Even after many observers said equities had rallied too far, too fast, major indexes continue to hit new highs for the year. Can the market keep it up?
U.S. stocks again hit a new high for the year on June 11, surprising doubters who had insisted the markets' explosive rally since March would be reversed.
The Standard & Poor's 500-stock index, at 944.89, is now up almost 40% since its decade-old low on Mar. 9. The broad index is up 4.6% in 2009. (However, that barely dents the S&P 500's 38% loss in 2008, when the S&P 500 started the year at 1,468.) "This market has a propensity to surprise. It's proven that," says Michael Church, president of Addison Capital Management.
For skeptics, the recent rally is a challenge: After a rough 2008, investment managers do not want to be left behind, Church says. "People are saying, 'I've got to do something,' " he says.
Mixed Economic Data
But what to do? The economy remains shaky. And even optimists, hoping for a recovery later this year, warn of big economic challenges ahead. "It's harder to be bullish than bearish," says Rob Lutts, founder of Cabot Money Management. Nonetheless, he adds, "I'm bullish—and nervous."
Recent economic data demonstrate the mixed picture for equity investors. Retail sales rose by 0.5% in May, more than expected and after two months when sales fell. Unfortunately, most of this rise was due to climbing gas prices.
Lombard Street Research notes the average price of gasoline rose 23% from Apr. 27 to June 1, from $2.05 to $2.52 per gallon. "A large chunk of U.S. household spending has thus been diverted into paying for gasoline," says Lombard's Gabriel Stein.
Some evidence suggests job losses are slowing. Initial jobless claims were 601,000 last week, the lowest since Jan. 24. The four-week average, 621,750, was the lowest since Feb. 14.
However, more Americans continue to get unemployment benefits than ever, a record 6.8 million at the end of May. U.S. home foreclosures may have slowed last month, but only after a record high of 342,000 in April. Foreclosure activity fell 6% in May, according to RealtyTrac. It remains 18% above May 2008 levels.

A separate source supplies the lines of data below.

//! Lua scripting runtime.
//!
//! Owns the interpreter, loads the user (or embedded default) script,
//! delivers events, and hands the server the actions scripts queued.
//! Scripts run to completion per event on the main thread and must not
//! block; every side effect is deferred through the action queue.
//!
//! # Error policy
//!
//! A script error is logged and the offending dispatch's actions are
//! still drained (partial effects are allowed; the queue order is the
//! script's own). The server never tears down because a script threw.
//! Set `PRISE_LUA_STRICT=1` to panic instead, for script development.

pub mod api;

use std::path::Path;
use std::sync::Arc;

use anyhow::{Context, Result};
use mlua::prelude::*;

use crate::keys::KeyEvent;
use crate::server::sessions::SessionIds;

use api::{
    new_action_queue, new_event_callbacks, new_timer_registry, new_title_table, Action,
    ActionQueue, PtyRef, SharedEventCallbacks, TimerRegistry, TitleTable,
};

/// Script embedded into the binary; used when no user script exists.
const DEFAULT_SCRIPT: &str = include_str!("init.lua");

/// The Lua scripting runtime for the server.
pub struct ScriptRuntime {
    lua: Lua,
    actions: ActionQueue,
    events: SharedEventCallbacks,
    timers: TimerRegistry,
    titles: TitleTable,
    strict: bool,
}

impl std::fmt::Debug for ScriptRuntime {
    fn fmt(&self, f: &mut std::fmt::Formatter<'_>) -> std::fmt::Result {
        let queued = self.actions.lock().map(|q| q.len()).unwrap_or(0);
        f.debug_struct("ScriptRuntime")
            .field("strict", &self.strict)
            .field("queued_actions", &queued)
            .finish_non_exhaustive()
    }
}

impl ScriptRuntime {
    /// Create the runtime and register all primitives.
    ///
    /// `ids` is the server's session id allocator — `prise.spawn` hands
    /// out real ids synchronously.
    ///
    /// # Errors
    ///
    /// Returns an error if primitive registration fails.
    pub fn new(ids: SessionIds) -> Result<Self> {
        let lua = Lua::new();
        let actions = new_action_queue();
        let events = new_event_callbacks();
        let timers = new_timer_registry();
        let titles = new_title_table();

        api::register_log(&lua)?;
        api::register_prise(
            &lua,
            Arc::clone(&actions),
            Arc::clone(&events),
            Arc::clone(&timers),
            Arc::clone(&titles),
            ids,
        )?;

        let strict = std::env::var("PRISE_LUA_STRICT").map(|v| v == "1").unwrap_or(false);

        Ok(Self {
            lua,
            actions,
            events,
            timers,
            titles,
            strict,
        })
    }

    /// Load and run the startup script.
    ///
    /// `path` is the resolved user script; `None` runs the embedded
    /// default. Top-level code runs immediately — a script may
    /// `prise.spawn` its initial layout here.
    ///
    /// # Errors
    ///
    /// A broken startup script is a fatal init failure.
    pub fn load(&self, path: Option<&Path>) -> Result<()> {
        match path {
            Some(path) => {
                let source = std::fs::read_to_string(path)
                    .with_context(|| format!("Failed to read script: {}", path.display()))?;
                log::info!("loading script {}", path.display());
                self.lua
                    .load(&source)
                    .set_name(path.display().to_string())
                    .exec()
                    .map_err(|e| anyhow::anyhow!(e.to_string()))
                    .with_context(|| format!("Script failed: {}", path.display()))
            }
            None => {
                log::info!("no user script, loading embedded default");
                self.lua
                    .load(DEFAULT_SCRIPT)
                    .set_name("init.lua")
                    .exec()
                    .map_err(|e| anyhow::anyhow!(e.to_string()))
                    .context("Embedded default script failed")
            }
        }
    }

    /// Drain the actions queued since the last drain, in order.
    pub fn drain_actions(&self) -> Vec<Action> {
        // Recycle registry slots of dropped callback keys while we are
        // here; this is the runtime's regular heartbeat.
        self.lua.expire_registry_values();
        let mut queue = self.actions.lock().expect("script action queue poisoned");
        queue.drain(..).collect()
    }

    /// Server-side title update; visible to `pty:title()`.
    pub fn set_title(&self, pty: u64, title: &str) {
        self.titles
            .lock()
            .expect("title table poisoned")
            .insert(pty, title.to_string());
    }

    /// Forget a dead session's title.
    pub fn remove_pty(&self, pty: u64) {
        self.titles.lock().expect("title table poisoned").remove(&pty);
    }

    /// Deliver `pty_attach` with a fresh handle for the session.
    pub fn on_pty_attach(&self, pty: u64) {
        let handle = PtyRef::new(pty, Arc::clone(&self.actions), Arc::clone(&self.titles));
        self.fire("pty_attach", handle);
    }

    /// Deliver `pty_exited`.
    pub fn on_pty_exited(&self, pty: u64) {
        self.fire("pty_exited", pty);
    }

    /// Deliver `key_press`. Returns true if any callback consumed the
    /// key (returned `true`); the server then skips the default
    /// passthrough write.
    pub fn on_key_press(&self, pty: u64, key: &KeyEvent) -> bool {
        let table = match self.key_event_table(pty, key) {
            Ok(table) => table,
            Err(e) => {
                self.report("key_press", &e);
                return false;
            }
        };
        self.fire_consumable("key_press", table)
    }

    /// Deliver `winsize` after a resize.
    pub fn on_winsize(&self, pty: u64, cols: u16, rows: u16) {
        let table = match self.lua.create_table() {
            Ok(table) => table,
            Err(e) => {
                self.report("winsize", &e);
                return;
            }
        };
        let populated = table
            .set("id", pty)
            .and_then(|()| table.set("cols", cols))
            .and_then(|()| table.set("rows", rows));
        if let Err(e) = populated {
            self.report("winsize", &e);
            return;
        }
        self.fire("winsize", table);
    }

    /// A reactor timer for `prise.set_timeout` fired.
    pub fn fire_timer(&self, timer: u64) {
        let key = {
            let mut timers = self.timers.lock().expect("timer registry poisoned");
            timers.take_for_fire(timer)
        };
        let Some(key) = key else {
            return; // cancelled or unknown
        };
        match self.lua.registry_value::<LuaFunction>(&key) {
            Ok(callback) => {
                if let Err(e) = callback.call::<()>(()) {
                    self.report("timer", &e);
                }
            }
            Err(e) => self.report("timer", &e),
        }
        let _ = self.lua.remove_registry_value(key);
    }

    fn key_event_table(&self, pty: u64, key: &KeyEvent) -> LuaResult<LuaTable> {
        let table = self.lua.create_table()?;
        table.set("key", key.key.as_str())?;
        table.set("ctrl", key.ctrl)?;
        table.set("shift", key.shift)?;
        table.set("alt", key.alt)?;
        table.set("meta", key.meta)?;
        table.set("pty", pty)?;
        Ok(table)
    }

    /// Call every callback for `event`; return values are ignored.
    fn fire(&self, event: &str, arg: impl IntoLua + Clone) {
        for callback in self.callbacks(event) {
            if let Err(e) = callback.call::<()>(arg.clone()) {
                self.report(event, &e);
            }
        }
    }

    /// Call every callback for `event`; true if any returned `true`.
    fn fire_consumable(&self, event: &str, arg: impl IntoLua + Clone) -> bool {
        let mut consumed = false;
        for callback in self.callbacks(event) {
            match callback.call::<Option<bool>>(arg.clone()) {
                Ok(Some(true)) => consumed = true,
                Ok(_) => {}
                Err(e) => self.report(event, &e),
            }
        }
        consumed
    }

    fn callbacks(&self, event: &str) -> Vec<LuaFunction> {
        let callbacks = self.events.lock().expect("event callbacks poisoned");
        callbacks.functions_for(&self.lua, event)
    }

    fn report(&self, event: &str, err: &LuaError) {
        if self.strict {
            panic!("lua error in '{event}': {err}");
        }
        log::error!("lua error in '{event}': {err}");
    }
}
// src/calendar.rs
use std::fmt;

use chrono::{Datelike, NaiveDate};
use serde::{Deserialize, Serialize};

/// Month names the resolver falls back to when the active display language
/// does not recognise the input.
pub const ENGLISH_MONTHS: [&str; 12] = [
    "January",
    "February",
    "March",
    "April",
    "May",
    "June",
    "July",
    "August",
    "September",
    "October",
    "November",
    "December",
];

/// Formats tried, in order, when neither name table matches.
const GENERIC_FORMATS: [&str; 2] = ["%B %d, %Y", "%m %d, %Y"];

/// Canonical `YYYY-MM-DD` key addressing per-day facts.
#[derive(Debug, Clone, PartialEq, Eq, Hash, PartialOrd, Ord, Serialize, Deserialize)]
#[serde(transparent)]
pub struct IsoKey(String);

impl IsoKey {
    /// Zero-pads day and month; the year is used as given.
    pub fn from_parts(day: u32, month: u32, year: &str) -> Self {
        IsoKey(format!("{year}-{month:02}-{day:02}"))
    }

    pub fn as_str(&self) -> &str {
        &self.0
    }
}

impl fmt::Display for IsoKey {
    fn fmt(&self, f: &mut fmt::Formatter<'_>) -> fmt::Result {
        f.write_str(&self.0)
    }
}

/// Turns a displayed `{day, month name, year}` into its ISO key.
///
/// `localized_months` holds the twelve month names of the active display
/// language, January first. Resolution tries that table, then the English
/// table, then a generic date parse. When all three fail the result is
/// `None`; there is no default month.
pub fn resolve<S: AsRef<str>>(
    day: u32,
    month_name: &str,
    year: &str,
    localized_months: &[S],
) -> Option<IsoKey> {
    if !(1..=31).contains(&day) {
        tracing::debug!(day, "day out of range");
        return None;
    }

    let month = month_number(month_name, year, localized_months)?;
    Some(IsoKey::from_parts(day, month, year))
}

/// Month number in `1..=12` for `month_name`, or `None` if unresolvable.
pub fn month_number<S: AsRef<str>>(
    month_name: &str,
    year: &str,
    localized_months: &[S],
) -> Option<u32> {
    let name = month_name.trim();
    if name.is_empty() {
        return None;
    }

    if let Some(month) = position_in(name, localized_months) {
        return Some(month);
    }

    if let Some(month) = position_in(name, &ENGLISH_MONTHS) {
        tracing::debug!(month_name = name, "matched english month table");
        return Some(month);
    }

    let generic = format!("{name} 1, {}", year.trim());
    let parsed = GENERIC_FORMATS
        .iter()
        .find_map(|fmt| NaiveDate::parse_from_str(&generic, fmt).ok())
        .map(|date| date.month());

    match parsed {
        Some(month) => tracing::debug!(month_name = name, month, "matched generic date parse"),
        None => tracing::debug!(month_name = name, year, "month unresolvable"),
    }
    parsed
}

fn position_in<S: AsRef<str>>(name: &str, table: &[S]) -> Option<u32> {
    let wanted = name.to_lowercase();
    table
        .iter()
        .take(12)
        .position(|candidate| candidate.as_ref().trim().to_lowercase() == wanted)
        .map(|idx| idx as u32 + 1)
}

#[cfg(test)]
mod tests {
    use super::*;

    const SPANISH: [&str; 12] = [
        "Enero",
        "Febrero",
        "Marzo",
        "Abril",
        "Mayo",
        "Junio",
        "Julio",
        "Agosto",
        "Septiembre",
        "Octubre",
        "Noviembre",
        "Diciembre",
    ];

    const GERMAN: [&str; 12] = [
        "Januar",
        "Februar",
        "März",
        "April",
        "Mai",
        "Juni",
        "Juli",
        "August",
        "September",
        "Oktober",
        "November",
        "Dezember",
    ];

    fn key(s: &str) -> Option<IsoKey> {
        Some(IsoKey(s.to_string()))
    }

    #[test]
    fn resolves_against_english_table() {
        assert_eq!(resolve(5, "March", "2025", &ENGLISH_MONTHS), key("2025-03-05"));
    }

    #[test]
    fn resolves_against_active_language_table() {
        assert_eq!(resolve(5, "Marzo", "2025", &SPANISH), key("2025-03-05"));
    }

    #[test]
    fn falls_back_to_english_when_active_table_misses() {
        assert_eq!(resolve(5, "March", "2025", &SPANISH), key("2025-03-05"));
    }

    #[test]
    fn unknown_month_is_unresolvable() {
        assert_eq!(resolve(5, "Not-A-Month", "2025", &ENGLISH_MONTHS), None);
    }

    #[test]
    fn never_defaults_to_january() {
        assert_eq!(resolve(1, "", "2025", &ENGLISH_MONTHS), None);
        assert_eq!(resolve(1, "Smarch", "2025", &SPANISH), None);
    }

    #[test]
    fn matching_is_case_insensitive_including_non_ascii() {
        assert_eq!(resolve(12, "MÄRZ", "2024", &GERMAN), key("2024-03-12"));
        assert_eq!(resolve(12, "december", "2024", &SPANISH), key("2024-12-12"));
    }

    #[test]
    fn generic_parse_accepts_abbreviations() {
        assert_eq!(resolve(9, "Sep", "2025", &SPANISH), key("2025-09-09"));
        assert_eq!(resolve(9, "oct", "2025", &ENGLISH_MONTHS), key("2025-10-09"));
    }

    #[test]
    fn generic_parse_accepts_numeric_month() {
        assert_eq!(resolve(28, "02", "2026", &ENGLISH_MONTHS), key("2026-02-28"));
    }

    #[test]
    fn numeric_month_outside_range_is_unresolvable() {
        assert_eq!(resolve(1, "13", "2026", &ENGLISH_MONTHS), None);
    }

    #[test]
    fn day_out_of_range_is_unresolvable() {
        assert_eq!(resolve(0, "March", "2025", &ENGLISH_MONTHS), None);
        assert_eq!(resolve(32, "March", "2025", &ENGLISH_MONTHS), None);
    }

    #[test]
    fn year_is_used_verbatim() {
        assert_eq!(resolve(3, "Enero", "0999", &SPANISH), key("0999-01-03"));
    }

    #[test]
    fn owned_tables_are_accepted() {
        let table: Vec<String> = SPANISH.iter().map(|s| s.to_string()).collect();
        assert_eq!(resolve(31, "Diciembre", "2025", table.as_slice()), key("2025-12-31"));
    }
}
// src/connectivity.rs
use thiserror::Error;

use crate::remote::{PricingApi, RemoteError, Settings, SettingsUpdate};
use crate::store::{read_or_absent, write_or_log, KeyValueStore, PRICING_ENABLED_KEY};

/// Value used when neither the service nor the cache can say.
const FAIL_OPEN_DEFAULT: bool = true;

#[derive(Debug, Clone, PartialEq, Eq)]
pub struct ConnectivityState {
    pub enabled: bool,
    /// `None` means local-only mode.
    pub property_id: Option<String>,
    /// A remote toggle is in flight. `enabled` still shows the value from
    /// before the toggle.
    pub pending: bool,
}

#[derive(Debug, Error)]
pub enum ConnectivityError {
    #[error("a pricing toggle is already in flight")]
    Busy,
    #[error("pricing toggle was not applied: {0}")]
    RemoteUnavailable(#[source] RemoteError),
    #[error("active property changed before the toggle completed")]
    Superseded,
    /// The active property is not known yet, so there is no flag to flip.
    #[error("active property has not been resolved")]
    Unresolved,
}

/// Outstanding settings read for one property.
#[derive(Debug)]
pub struct LoadTicket {
    property_id: String,
    epoch: u64,
}

/// Outstanding settings write. Consumed by `finish_toggle`.
#[derive(Debug)]
pub struct ToggleTicket {
    property_id: String,
    desired: bool,
    epoch: u64,
}

impl ToggleTicket {
    pub fn desired(&self) -> bool {
        self.desired
    }
}

#[derive(Debug)]
pub enum ToggleStart {
    /// Local-only mode: the flip is already applied and persisted.
    Committed(bool),
    /// The caller must send the update and hand the result to `finish_toggle`.
    Remote(ToggleTicket),
}

/// Owns the "pricing enabled" flag for the active property.
///
/// The service is authoritative when a property is set: toggles only flip
/// `enabled` after the update is confirmed. Without a property the flag
/// lives in the local cache alone.
#[derive(Debug)]
pub struct ConnectivityManager {
    state: ConnectivityState,
    loaded: bool,
    loading: bool,
    // Bumped on every property switch; stale tickets compare against it.
    epoch: u64,
}

impl ConnectivityManager {
    /// Starts in local-only mode from the cached flag.
    pub fn new<S: KeyValueStore>(store: &S) -> Self {
        Self {
            state: ConnectivityState {
                enabled: cached_or_default(store),
                property_id: None,
                pending: false,
            },
            loaded: false,
            loading: false,
            epoch: 0,
        }
    }

    pub fn state(&self) -> ConnectivityState {
        self.state.clone()
    }

    pub fn is_loading(&self) -> bool {
        self.loading
    }

    /// Points the manager at `property_id` and reconciles its flag.
    pub fn load<S, A>(&mut self, store: &S, api: &A, property_id: Option<&str>) -> ConnectivityState
    where
        S: KeyValueStore,
        A: PricingApi,
    {
        if let Some(ticket) = self.begin_load(store, property_id) {
            let result = api.settings(&ticket.property_id);
            self.finish_load(store, ticket, result);
        }
        self.state()
    }

    /// Switches to `property_id`.
    ///
    /// Returns a ticket when a remote read is needed. Returns `None` when the
    /// property is unchanged and already loaded or loading, or when there is
    /// no property (local-only mode resolves from the cache immediately).
    pub fn begin_load<S: KeyValueStore>(
        &mut self,
        store: &S,
        property_id: Option<&str>,
    ) -> Option<LoadTicket> {
        let same = self.state.property_id.as_deref() == property_id;
        if same && (self.loaded || self.loading) {
            tracing::debug!(?property_id, "connectivity already reconciled");
            return None;
        }

        if !same {
            self.epoch += 1;
            // A toggle for the previous property can no longer land here.
            self.state.pending = false;
        }
        self.state.property_id = property_id.map(str::to_string);
        self.state.enabled = cached_or_default(store);

        match property_id {
            None => {
                self.loaded = true;
                self.loading = false;
                None
            }
            Some(id) => {
                self.loaded = false;
                self.loading = true;
                Some(LoadTicket {
                    property_id: id.to_string(),
                    epoch: self.epoch,
                })
            }
        }
    }

    /// Applies a settings read. Returns false when the ticket went stale.
    pub fn finish_load<S: KeyValueStore>(
        &mut self,
        store: &S,
        ticket: LoadTicket,
        result: Result<Settings, RemoteError>,
    ) -> bool {
        if ticket.epoch != self.epoch {
            tracing::debug!(property_id = %ticket.property_id, "dropping stale settings read");
            return false;
        }

        self.loading = false;
        self.loaded = true;

        match result {
            Ok(settings) => {
                let enabled = settings.pricing_status.is_enabled();
                self.state.enabled = enabled;
                write_or_log(store, PRICING_ENABLED_KEY, &enabled);
                tracing::debug!(
                    property_id = %ticket.property_id,
                    enabled,
                    "pricing status loaded"
                );
            }
            Err(e) => {
                // `enabled` already holds the cached value or the fail-open default.
                tracing::warn!(
                    property_id = %ticket.property_id,
                    error = %e,
                    enabled = self.state.enabled,
                    "settings read failed, using last known value"
                );
            }
        }
        true
    }

    /// Flips the flag, round-tripping through the service when a property is set.
    pub fn toggle<S, A>(&mut self, store: &S, api: &A) -> Result<bool, ConnectivityError>
    where
        S: KeyValueStore,
        A: PricingApi,
    {
        match self.begin_toggle(store)? {
            ToggleStart::Committed(enabled) => Ok(enabled),
            ToggleStart::Remote(ticket) => {
                let update = SettingsUpdate {
                    pricing_status: ticket.desired.into(),
                };
                let result = api.update_settings(&ticket.property_id, &update);
                self.finish_toggle(store, ticket, result)
            }
        }
    }

    pub fn begin_toggle<S: KeyValueStore>(
        &mut self,
        store: &S,
    ) -> Result<ToggleStart, ConnectivityError> {
        let Some(property_id) = self.state.property_id.clone() else {
            let enabled = !self.state.enabled;
            self.state.enabled = enabled;
            write_or_log(store, PRICING_ENABLED_KEY, &enabled);
            tracing::info!(enabled, "pricing toggled locally");
            return Ok(ToggleStart::Committed(enabled));
        };

        if self.state.pending {
            tracing::warn!(%property_id, "rejecting toggle while another is pending");
            return Err(ConnectivityError::Busy);
        }
        // Until the first read lands, `enabled` is only the cached guess and
        // flipping it could send the service its own value back.
        if self.loading {
            tracing::warn!(%property_id, "rejecting toggle while settings are loading");
            return Err(ConnectivityError::Busy);
        }

        self.state.pending = true;
        Ok(ToggleStart::Remote(ToggleTicket {
            property_id,
            desired: !self.state.enabled,
            epoch: self.epoch,
        }))
    }

    /// Commits or rolls back a remote toggle. Returns the committed value.
    pub fn finish_toggle<S: KeyValueStore>(
        &mut self,
        store: &S,
        ticket: ToggleTicket,
        result: Result<(), RemoteError>,
    ) -> Result<bool, ConnectivityError> {
        if ticket.epoch != self.epoch {
            tracing::debug!(
                property_id = %ticket.property_id,
                "dropping toggle for previous property"
            );
            return Err(ConnectivityError::Superseded);
        }

        self.state.pending = false;

        match result {
            Ok(()) => {
                self.state.enabled = ticket.desired;
                write_or_log(store, PRICING_ENABLED_KEY, &ticket.desired);
                tracing::info!(
                    property_id = %ticket.property_id,
                    enabled = ticket.desired,
                    "pricing toggled"
                );
                Ok(ticket.desired)
            }
            Err(e) => {
                tracing::warn!(
                    property_id = %ticket.property_id,
                    error = %e,
                    "pricing toggle failed"
                );
                Err(ConnectivityError::RemoteUnavailable(e))
            }
        }
    }
}

fn cached_or_default<S: KeyValueStore>(store: &S) -> bool {
    read_or_absent(store, PRICING_ENABLED_KEY).unwrap_or(FAIL_OPEN_DEFAULT)
}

Bullish investors acknowledge the mixed data. But remember, Lutt says: "The market does not trade on today's data. It's looking 12 months ahead."
Healthier Credit Markets
Moreover, some suggest, the market's momentum might not only reflect the economy's recovery but actually encourage it.
Rates on Treasuries are rising—causing some to worry higher interest rates could choke off a recovery—but overall credit markets are showing signs of returning health. "That's a very favorable and self-reinforcing sign," says Jerry Webman, chief economist at OppenheimerFunds. If companies can get credit again, they can grow or at least survive. If investors are willing to put money in riskier assets, it also shows they're less skittish than at the depths of the financial crisis.
Though interest rates have risen, they've moved into "more normal" territory, Lutt says. "That's really an indication of an improving economy."
The spike in gas, oil, and other commodity prices has worried some economists. But it's also a sign of strength. "As long as energy prices don't get too out of hand, that's a good sign," says Peter Cardillo, chief market economist at Avalon Partners. "That's a sign that demand is probably rising, [that] the global economy is pulling out of recession."
Addison's Church says he doubts the economy is "fully out of the woods." But the market's vitality could lift spirits. "This market now can lead the economy," he says. "This could be self-fulfilling."
Consumers Still Cautious
Unfortunately, beyond this improvement in mood, the economy has few other hopes for a strong recovery. The housing market is likely to remain disappointing, Church says.
Don't expect cash-strapped consumers to flock back to the malls. "As long as you have high unemployment, consumers are going to be very frugal," Cardillo says.
For three months, the stock market has steadily moved higher. But in the future, don't expect either the economy or the stock market to show such consistency.
Certain factors, like the threat of higher interest rates or commodity prices, limit how fast this economy can recover, Webman says. "It's a little bit like driving in New York or Los Angeles traffic," he adds. "You speed up and slow down, but eventually you get there."
The big question for investors, then, is how many months, or years, this trip to recovery lasts.